Mary kelihatan masih penasaran, tapi Hilda sudah keburu bicara lagi. "Yasudah Aku duluan ya." Katanya dan dia pun mulai berjalan pergi ke arah lain.
"Dadahh…" Alisa terus-terusan melambaikan tangannya sampai sosok Hilda mulai menghilang ke balik pepohonan. Di sana tidak kelihatan apa-apa, tapi dia sudah menebak kalau asrama khusus pasti ada di suatu tempat di balik sana. Asrama yang diperuntukkan hanya untuk para ketua divisi dan anggota Vip.
Tapi saat mengingat itu, Alisa jadi menoleh lagi ke arah Mary dengan bingung. "Tapi kalau kak Hilda juga tinggal di asrama khusus, apa itu artinya dia juga ketua divisi…? Eh tapi tadi dia tidak ikut rapat."
"Kak Hilda itu anggota khusus, jadi kau tidak perlu memikirkan itu." Timpal Hazel.
"Khusus bagaimana?"
"Penjelasannya panjang dan aneh. Kau tidak mau mendengarnya." Balas Hazel yang seketika membuat Alisa cemberut.
Mary juga tidak kelihatan tahu banyak. Tapi karena Alisa melihat ke arahnya dengan pandangan memelas, dia pun menjawab seadanya. "Aku juga tidak tahu rinciannya, tapi katanya kak Hilda punya kemampuan sihir yang agak spesial." Katanya kemudian. "Saking spesialnya, Osis tidak memberinya pekerjaan apapun dan membiarkannya main di dapur sesukanya."
Tapi setelah memasang wajah serius, Mary tiba-tiba saja melebarkan senyumnya dengan aneh. "Tapi selain itu, kak Hilda juga katanya--"
"Apa yang kalian lakukan? Cepat naik!" Panggil Hazel tiba-tiba. Entah sejak kapan, ternyata sudah ada kapal layar yang melayang di sampingnya.
"Uwah!" Celetuk kedua anak itu.
Ukurannya tidak begitu besar dan hanya seukuran dengan kapal nelayan yang kecil, tapi jelas masih cukup besar untuk 3 orang. Dan yang lebih penting lagi, Alisa sebenarnya agak hafal dengan bentuknya karena dia sudah sering dia melihatnya di salah satu tumpukan koleksi Hazel. "Violet!" Teriak Alisa.
"Kau…!" Hazel sudah hampir malu setengah mati karena Alisa ternyata tahu nama yang dia berikan pada kapalnya. Tapi untungnya Mary tidak begitu mendengarnya dan langsung melompat ke atasnya dengan semangat.

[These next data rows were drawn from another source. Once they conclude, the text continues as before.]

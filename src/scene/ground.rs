use crossterm::style::Color;

use crate::noise::{fbm_1d, hash1};
use crate::render::{Canvas, Viewport, cell_center, lerp_color, rgb};

pub const MAX_SNOW_MASS: f32 = 100.0;
/// Horizontal spacing of height samples, in pixels.
pub const STEP: f32 = 24.0;
pub const BASE_AMPLITUDE: f32 = 3.0;
pub const SNOW_AMPLITUDE: f32 = 9.0;
pub const PLOW_AMPLITUDE_SCALE: f32 = 0.35;
pub const RELAX: f32 = 0.035;
pub const PLOW_RELAX: f32 = 0.06;
pub const BASE_GROUND_HEIGHT: f32 = 40.0;
pub const SNOW_DEPTH: f32 = 72.0;
/// Snow mass added per flake landing in one reference frame.
pub const SNOW_PER_HIT: f32 = 0.35;
/// One frame at 60 Hz; per-frame rates are expressed against this.
pub const REFERENCE_FRAME: f32 = 1.0 / 60.0;

const FREQ: f32 = 1.0 / 180.0;
const PHASE_RATE: f32 = 0.6;

/// Snow-covered ground: accumulated snow mass plus a gently undulating
/// height field sampled every [`STEP`] pixels.
#[derive(Debug, Clone)]
pub struct GroundSurface {
    viewport: Viewport,
    seed: u32,
    samples: Vec<f32>,
    snow_mass: f32,
    phase: f32,
    plow_active: bool,
}

pub fn sample_count(width: f32) -> usize {
    ((width / STEP).ceil() as usize + 2).max(8)
}

pub fn height_from_snow_mass(snow_mass: f32) -> f32 {
    BASE_GROUND_HEIGHT + (snow_mass / MAX_SNOW_MASS) * SNOW_DEPTH
}

fn smoothstep(t: f32) -> f32 {
    t * t * (3.0 - 2.0 * t)
}

impl GroundSurface {
    pub fn new(viewport: Viewport, seed: u32) -> Self {
        Self {
            viewport,
            seed,
            samples: vec![0.0; sample_count(viewport.width)],
            snow_mass: 0.0,
            phase: 0.0,
            plow_active: false,
        }
    }

    /// Rebuilds the height field for a new viewport; snow mass carries over.
    pub fn resize(&mut self, viewport: Viewport, seed: u32) {
        let snow_mass = self.snow_mass;
        *self = Self::new(viewport, seed);
        self.snow_mass = snow_mass;
    }

    pub fn snow_mass(&self) -> f32 {
        self.snow_mass
    }

    pub fn set_snow_mass(&mut self, snow_mass: f32) {
        self.snow_mass = snow_mass.clamp(0.0, MAX_SNOW_MASS);
    }

    pub fn samples(&self) -> &[f32] {
        &self.samples
    }

    pub fn plow_active(&self) -> bool {
        self.plow_active
    }

    pub fn amplitude(&self) -> f32 {
        let amplitude = BASE_AMPLITUDE + SNOW_AMPLITUDE * (self.snow_mass / MAX_SNOW_MASS);
        if self.plow_active {
            amplitude * PLOW_AMPLITUDE_SCALE
        } else {
            amplitude
        }
    }

    /// Relaxes every sample toward the noise target for this frame.
    pub fn update(&mut self, dt: f32, wind_x: f32, plow_active: bool) {
        self.plow_active = plow_active;
        self.phase += wind_x * PHASE_RATE * dt;

        let amplitude = self.amplitude();
        let coefficient = if plow_active { PLOW_RELAX } else { RELAX };
        let alpha = (coefficient * dt / REFERENCE_FRAME).clamp(0.0, 1.0);

        for (i, sample) in self.samples.iter_mut().enumerate() {
            let x = i as f32 * STEP;
            let target = fbm_1d(x * FREQ + self.phase, self.seed) * amplitude;
            *sample += (target - *sample) * alpha;
            *sample = sample.clamp(-amplitude, amplitude);
        }
    }

    /// Adds snow for `hits` flakes that reached the ground this frame.
    pub fn accumulate(&mut self, hits: usize, dt: f32) {
        let added = hits as f32 * SNOW_PER_HIT * (dt / REFERENCE_FRAME);
        self.set_snow_mass(self.snow_mass + added);
    }

    /// Removes snow at `rate` mass units per second.
    pub fn clear_snow(&mut self, rate: f32, dt: f32) {
        self.set_snow_mass(self.snow_mass - rate * dt);
    }

    pub fn height_offset_at(&self, x: f32) -> f32 {
        let last = self.samples.len() - 1;
        let t = (x / STEP).max(0.0);
        let i = (t.floor() as usize).min(last - 1);
        let f = (t - i as f32).clamp(0.0, 1.0);
        let a = self.samples[i];
        let b = self.samples[i + 1];
        a + (b - a) * smoothstep(f)
    }

    pub fn ground_y_at(&self, x: f32) -> f32 {
        self.viewport.height - height_from_snow_mass(self.snow_mass) - self.height_offset_at(x)
    }

    pub fn render(&self, canvas: &mut Canvas) {
        let snow = rgb(236, 242, 250);
        let shadow = rgb(176, 192, 214);
        let (cols, rows) = canvas.size();
        for col in 0..cols {
            let (x, _) = cell_center(col, 0);
            let surface = self.ground_y_at(x);
            for row in 0..rows {
                let (_, y) = cell_center(col, row);
                if y < surface {
                    continue;
                }
                let depth = ((y - surface) / SNOW_DEPTH).clamp(0.0, 1.0);
                let bg = lerp_color(snow, shadow, depth);
                let sparkle = hash1(col as i32 * 131 + row as i32, self.seed);
                let (ch, fg) = if y - surface < 16.0 {
                    ('▀', rgb(255, 255, 255))
                } else if sparkle > 0.9 {
                    ('·', rgb(255, 255, 255))
                } else {
                    (' ', Color::White)
                };
                canvas.fill(col as i32, row as i32, ch, fg, bg);
            }
        }
    }
}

"Wah, ini keren! Kakak selalu naik kapal begini kalau mau pergi-pergi?" Serunya.
"...Hanya kalau Aku punya penumpang yang tidak ingin naik tutup botol." Balasnya masih getir. Hazel sebenarnya juga ingin protes kalau-kalau kapalnya lecet karena Mary terus mengetuk-ngetukkan kakinya dengan keras, tapi akhirnya dia cuma mendesah pelan dan menoleh ke arah Alisa saja. "Kau tidak naik?"
Masih dengan tatapan kaget, Alisa mendekat ke pinggirnya dan mulai mengelus-elus kapal itu dengan mata terpana. "Kak Hazel, memangnya tidak berat mengendalikan ini?" Tanyanya.
"...Hah? Apa maksudnya?" Balas Hazel yang sama sekali tidak paham dengan pertanyaannya. Dia sempat melihat Alisa mengerucutkan bibirnya tidak senang, tapi akhirnya dia naik juga ke atas kapal itu.
Dan mereka pun terbang berlayar di angkasa malam.